Phosphorylation of Truncated Tau Promotes Abnormal Native Tau Pathology and Neurodegeneration

Abnormal post-translational modifications of tau play important roles in mediating neurodegeneration in tauopathies including Alzheimer’s disease. Both phosphorylation and truncation are implicated in the pathogenesis of tauopathies. However, whether phosphorylation aggravates truncated tau-induced pathology and neurodegeneration remains elusive. Here, we construct different tau fragments cleaved by delta secretase, with either phosphorylation or non-phosphorylation mimic mutations, and evaluate the contributions of phosphorylation to truncated tau-induced pathological and behavior alterations in vitro and in vivo. Our results show that the self-aggregation of phospho-truncated tau is significantly influenced by the domain it contains. N-terminal inhibits, proline-rich domain promotes and C-terminus has no impact on phospho-truncated tau aggregation. Phosphorylation of truncated tau1-368, which contains microtubule binding repeat domain and proline rich domain, induces endogenous tau phosphorylation and aggregation. In vivo, phospho-tau1-368 but not non-phospho-tau1-368 leads to a decrease in both body weight and survival rate of C57BL/6J mice.
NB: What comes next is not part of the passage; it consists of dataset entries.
//! Measurement, build-volume validation, and slicer invocation — the
//! MEASURED → VALIDATED → SLICED states of the slicing pipeline.

use crate::runner::SubprocessRunner;
use once_cell::sync::Lazy;
use regex::Regex;
use slicer_config::PathsConfig;
use slicer_types::{BuildVolume, SlicerError, SlicerResult, Technology};
use std::path::{Path, PathBuf};
use std::time::{SystemTime, UNIX_EPOCH};

static SIZE_X_RE: Lazy<Regex> = Lazy::new(|| Regex::new(r"size_x\s*=\s*([0-9.]+)").unwrap());
static SIZE_Y_RE: Lazy<Regex> = Lazy::new(|| Regex::new(r"size_y\s*=\s*([0-9.]+)").unwrap());
static SIZE_Z_RE: Lazy<Regex> = Lazy::new(|| Regex::new(r"size_z\s*=\s*([0-9.]+)").unwrap());

/// Bounding box reported by the slicer's info mode. A missing axis is
/// treated as 0 per the measurement contract.
#[derive(Debug, Clone, Copy, PartialEq)]
pub struct MeasuredDimensions {
    pub size_x: f64,
    pub size_y: f64,
    pub size_z: f64,
}

/// Parse `size_x`/`size_y`/`size_z` out of the slicer's info-mode output.
pub fn parse_measure_output(output: &str) -> MeasuredDimensions {
    MeasuredDimensions {
        size_x: extract_size(&SIZE_X_RE, output),
        size_y: extract_size(&SIZE_Y_RE, output),
        size_z: extract_size(&SIZE_Z_RE, output),
    }
}

fn extract_size(re: &Regex, output: &str) -> f64 {
    re.captures(output)
        .and_then(|caps| caps.get(1))
        .and_then(|m| m.as_str().parse::<f64>().ok())
        .unwrap_or(0.0)
}

/// Reject if any measured axis exceeds the technology's build volume. Axes
/// are compared positionally: the orientation step is expected to have
/// already put the model in its final printing orientation.
pub fn validate_build_volume(tech: Technology, measured: MeasuredDimensions) -> SlicerResult<()> {
    let limit = BuildVolume::for_technology(tech);
    if limit.fits(measured.size_x, measured.size_y, measured.size_z) {
        Ok(())
    } else {
        Err(SlicerError::ModelExceedsBuildVolume {
            technology: tech,
            measured_x: measured.size_x,
            measured_y: measured.size_y,
            measured_z: measured.size_z,
            limit_x: limit.x,
            limit_y: limit.y,
            limit_z: limit.z,
        })
    }
}

/// Render a layer height the way profile filenames spell it: no trailing
/// zeros beyond what the allowed set requires (`0.2`, `0.025`).
fn format_layer_height(layer_height: f64) -> String {
    let mut s = format!("{layer_height:.3}");
    while s.ends_with('0') {
        s.pop();
    }
    if s.ends_with('.') {
        s.pop();
    }
    s
}

/// `<profiles_dir>/<TECH>_<layer>mm.ini`, per the profile-selection contract.
pub fn profile_path(profiles_dir: &Path, tech: Technology, layer_height: f64) -> PathBuf {
    profiles_dir.join(format!(
        "{}_{}mm.ini",
        tech.as_str(),
        format_layer_height(layer_height)
    ))
}

/// Final slicer output artifact name: `output-<unix_ms>.<ext>`. A caller
/// racing another request in the same millisecond should append its own
/// disambiguator (e.g. the request id) before this call.
pub fn output_filename(tech: Technology, disambiguator: &str) -> SlicerResult<String> {
    let unix_ms = SystemTime::now()
        .duration_since(UNIX_EPOCH)
        .map_err(|e| SlicerError::Internal(format!("system clock before unix epoch: {e}")))?
        .as_millis();
    let ext = match tech {
        Technology::Fdm => "gcode",
        Technology::Sla => "sl1",
    };
    Ok(format!("output-{unix_ms}-{disambiguator}.{ext}"))
}

/// Everything the slicer invocation needs beyond the profile and input path.
pub struct SliceRequest<'a> {
    pub tech: Technology,
    pub layer_height: f64,
    pub infill_percent: u8,
    pub input_path: &'a Path,
    pub output_path: &'a Path,
}

/// Invoke the slicer in measurement mode (`--info`) against `input_path`.
pub async fn measure(
    runner: &SubprocessRunner,
    paths: &PathsConfig,
    tech: Technology,
    input_path: &Path,
) -> SlicerResult<MeasuredDimensions> {
    let binary = match tech {
        Technology::Fdm => &paths.fdm_slicer_binary,
        Technology::Sla => &paths.sla_slicer_binary,
    };
    let input = input_path.to_string_lossy().into_owned();
    let output = runner
        .run(binary, &["--info", input.as_str()], None)
        .await
        .map_err(|e| SlicerError::Internal(format!("measurement pass failed: {e}")))?;
    Ok(parse_measure_output(&output.stdout))
}

/// Compose and run the final slice invocation, per §4.4 step 7:
/// `--load <profile> --center 100,100 <input>` plus technology-specific
/// flags, writing to `output_path`.
pub async fn slice(
    runner: &SubprocessRunner,
    paths: &PathsConfig,
    profiles_dir: &Path,
    request: &SliceRequest<'_>,
) -> SlicerResult<()> {
    let profile = profile_path(profiles_dir, request.tech, request.layer_height);
    if !profile.exists() {
        return Err(SlicerError::Internal(format!(
            "slicer profile not found: {}",
            profile.display()
        )));
    }

    let binary = match request.tech {
        Technology::Fdm => &paths.fdm_slicer_binary,
        Technology::Sla => &paths.sla_slicer_binary,
    };

    let profile_str = profile.to_string_lossy().into_owned();
    let input_str = request.input_path.to_string_lossy().into_owned();
    let output_str = request.output_path.to_string_lossy().into_owned();

    let mut args: Vec<&str> = vec!["--load", profile_str.as_str(), "--center", "100,100"];

    let infill_flag;
    match request.tech {
        Technology::Fdm => {
            infill_flag = format!("{}%", request.infill_percent);
            args.extend([
                "--support-material",
                "--support-material-auto",
                "--gcode-flavor",
                "marlin",
                "--export-gcode",
                "--output",
                output_str.as_str(),
                "--fill-density",
                infill_flag.as_str(),
            ]);
        }
        Technology::Sla => {
            args.extend(["--export-sla", "--output", output_str.as_str()]);
        }
    }
    args.push(input_str.as_str());

    runner
        .run(binary, &args, None)
        .await
        .map(|_| ())
        .map_err(|e| SlicerError::Internal(format!("slicer invocation failed: {e}")))
}

#[cfg(test)]
mod tests {
    use super::*;

    #[test]
    fn parses_measure_output_treating_missing_axes_as_zero() {
        let output = "size_x = 100.5\nsize_z = 50\n";
        let dims = parse_measure_output(output);
        assert_eq!(dims.size_x, 100.5);
        assert_eq!(dims.size_y, 0.0);
        assert_eq!(dims.size_z, 50.0);
    }

    #[test]
    fn validate_build_volume_rejects_oversized_models() {
        let measured = MeasuredDimensions {
            size_x: 260.0,
            size_y: 100.0,
            size_z: 100.0,
        };
        assert!(matches!(
            validate_build_volume(Technology::Fdm, measured),
            Err(SlicerError::ModelExceedsBuildVolume { .. })
        ));
    }

    #[test]
    fn validate_build_volume_accepts_fitting_models() {
        let measured = MeasuredDimensions {
            size_x: 100.0,
            size_y: 100.0,
            size_z: 50.0,
        };
        assert!(validate_build_volume(Technology::Fdm, measured).is_ok());
    }

    #[test]
    fn profile_path_formats_layer_height_without_trailing_zeros() {
        let dir = Path::new("configs");
        assert_eq!(
            profile_path(dir, Technology::Fdm, 0.2),
            dir.join("FDM_0.2mm.ini")
        );
        assert_eq!(
            profile_path(dir, Technology::Sla, 0.025),
            dir.join("SLA_0.025mm.ini")
        );
    }

    #[test]
    fn output_filename_embeds_timestamp_and_extension() {
        let name = output_filename(Technology::Fdm, "req1").unwrap();
        assert!(name.starts_with("output-"));
        assert!(name.ends_with(".gcode"));

        let name = output_filename(Technology::Sla, "req1").unwrap();
        assert!(name.ends_with(".sl1"));
    }
}
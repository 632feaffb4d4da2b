//! Extraction of print-time and filament-usage estimates from slicer output.

use once_cell::sync::Lazy;
use regex::Regex;
use slicer_types::Technology;

static M73_RE: Lazy<Regex> = Lazy::new(|| Regex::new(r"M73\s+P0\s+R(\d+)").unwrap());
static ESTIMATED_TIME_RE: Lazy<Regex> =
    Lazy::new(|| Regex::new(r"(?i);\s*estimated printing time\s*=\s*(.+)").unwrap());
static FILAMENT_RE: Lazy<Regex> =
    Lazy::new(|| Regex::new(r"(?i);\s*filament used \[mm\]\s*=\s*([0-9]+(?:\.[0-9]+)?)").unwrap());
static DURATION_TERM_RE: Lazy<Regex> =
    Lazy::new(|| Regex::new(r"(\d+)\s*([dhms])?").unwrap());

/// Result of parsing one slicer output artifact.
#[derive(Debug, Clone, PartialEq)]
pub struct SliceOutcome {
    pub print_time_seconds: u64,
    pub print_time_readable: String,
    pub material_used_m: f64,
    pub estimated: bool,
}

/// Parse FDM `.gcode` text for print time and filament length.
///
/// Print time prefers the first `M73 P0 R<minutes>` directive; if absent,
/// falls back to the `; estimated printing time = <expr>` comment parsed
/// with the `<int>d? <int>h? <int>m? <int>s?` grammar (a bare integer is
/// seconds). Filament length comes from `; filament used [mm] = <float>`,
/// converted from millimeters to meters.
pub fn parse_fdm_gcode(gcode: &str) -> SliceOutcome {
    let print_time_seconds = M73_RE
        .captures(gcode)
        .and_then(|caps| caps.get(1))
        .and_then(|m| m.as_str().parse::<u64>().ok())
        .map(|minutes| minutes * 60)
        .or_else(|| {
            ESTIMATED_TIME_RE
                .captures(gcode)
                .and_then(|caps| caps.get(1))
                .map(|m| parse_duration_expr(m.as_str()))
        })
        .unwrap_or(0);

    let material_used_m = FILAMENT_RE
        .captures(gcode)
        .and_then(|caps| caps.get(1))
        .and_then(|m| m.as_str().parse::<f64>().ok())
        .map(|mm| mm / 1000.0)
        .unwrap_or(0.0);

    SliceOutcome {
        print_time_seconds,
        print_time_readable: readable_duration(print_time_seconds),
        material_used_m,
        estimated: false,
    }
}

/// Parse the `<int>d? <int>h? <int>m? <int>s?` grammar. Whitespace-tolerant;
/// a bare integer with no suffix is interpreted as seconds.
fn parse_duration_expr(expr: &str) -> u64 {
    let trimmed = expr.trim();
    if let Ok(bare_seconds) = trimmed.parse::<u64>() {
        return bare_seconds;
    }

    let mut total = 0u64;
    for caps in DURATION_TERM_RE.captures_iter(trimmed) {
        let value: u64 = match caps.get(1).and_then(|m| m.as_str().parse().ok()) {
            Some(v) => v,
            None => continue,
        };
        let unit = caps.get(2).map(|m| m.as_str());
        total += match unit {
            Some("d") => value * 86_400,
            Some("h") => value * 3_600,
            Some("m") => value * 60,
            Some("s") | None => value,
        };
    }
    total
}

/// Estimate SLA print time when the slicer itself did not report a usable
/// time. `layer_height` is floored at 0.025mm to avoid division blowups.
pub fn estimate_sla_time(object_height_mm: f64, layer_height: f64) -> SliceOutcome {
    let effective_layer_height = layer_height.max(0.025);
    let layers = (object_height_mm / effective_layer_height).ceil().max(0.0);
    let seconds = 120.0 + layers * 11.0;
    let print_time_seconds = seconds.round() as u64;

    SliceOutcome {
        print_time_seconds,
        print_time_readable: format!("{}(Est.)", readable_duration(print_time_seconds)),
        material_used_m: 0.0,
        estimated: true,
    }
}

/// Render seconds as `"{h}h {m}m "`, integer floor division, per the
/// service's readable-time contract.
pub fn readable_duration(total_seconds: u64) -> String {
    let hours = total_seconds / 3600;
    let minutes = (total_seconds % 3600) / 60;
    format!("{hours}h {minutes}m ")
}

/// Whether a technology's gcode output is expected to carry a usable
/// machine-reported time at all (SLA's `.sl1` artifacts never do).
pub fn reports_native_time(tech: Technology) -> bool {
    matches!(tech, Technology::Fdm)
}

#[cfg(test)]
mod tests {
    use super::*;

    #[test]
    fn prefers_m73_directive_over_comment() {
        let gcode = "M73 P0 R90\n; estimated printing time = 2h 0m\n";
        let outcome = parse_fdm_gcode(gcode);
        assert_eq!(outcome.print_time_seconds, 5400);
    }

    #[test]
    fn falls_back_to_estimated_comment_grammar() {
        let gcode = "; estimated printing time = 1h 30m\n; filament used [mm] = 12450\n";
        let outcome = parse_fdm_gcode(gcode);
        assert_eq!(outcome.print_time_seconds, 5400);
        assert_eq!(outcome.print_time_readable, "1h 30m ");
        assert_eq!(outcome.material_used_m, 12.45);
    }

    #[test]
    fn bare_integer_comment_is_seconds() {
        let gcode = "; estimated printing time = 42\n";
        assert_eq!(parse_fdm_gcode(gcode).print_time_seconds, 42);
    }

    #[test]
    fn handles_days_and_seconds_terms() {
        assert_eq!(parse_duration_expr("1d 2h 3m 4s"), 86_400 + 7_200 + 180 + 4);
    }

    #[test]
    fn missing_gcode_markers_yield_zero() {
        let outcome = parse_fdm_gcode("G1 X10 Y10\n");
        assert_eq!(outcome.print_time_seconds, 0);
        assert_eq!(outcome.material_used_m, 0.0);
    }

    #[test]
    fn sla_estimate_uses_the_layer_count_formula() {
        let outcome = estimate_sla_time(50.0, 0.05);
        // layers = ceil(50 / 0.05) = 1000; seconds = 120 + 1000*11 = 11120
        assert_eq!(outcome.print_time_seconds, 11_120);
        assert!(outcome.print_time_readable.ends_with("(Est.)"));
        assert!(outcome.estimated);
    }

    #[test]
    fn sla_estimate_floors_layer_height_at_0_025() {
        let a = estimate_sla_time(30.0, 0.0);
        let b = estimate_sla_time(30.0, 0.025);
        assert_eq!(a, b);
    }

    #[test]
    fn readable_duration_floors_minutes() {
        assert_eq!(readable_duration(3601), "1h 0m ");
        assert_eq!(readable_duration(59), "0h 0m ");
    }
}
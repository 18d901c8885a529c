pub mod config;
pub mod key;
pub mod mime;
pub mod storage;

pub use key::{DeployKey, KeyError};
Intriguingly, although tau1-368-induced anxiety behavior in C57BL/6J mice is phosphorylation-independent, recognition memory of mice is impaired by phospho-tau1-368, but not by non-phospho-tau1-368. Immunofluorescence (IF) staining shows that overexpressing phospho-tau1-368 results in neuronal loss and gliosis in hippocampus, while the propagation of tau1-368 is phosphorylation-independent as measured by flowcytometry in vitro and IF in vivo. In conclusion, our findings reveal that phosphorylation of truncated tau promotes endogenous tau pathology and neurodegeneration.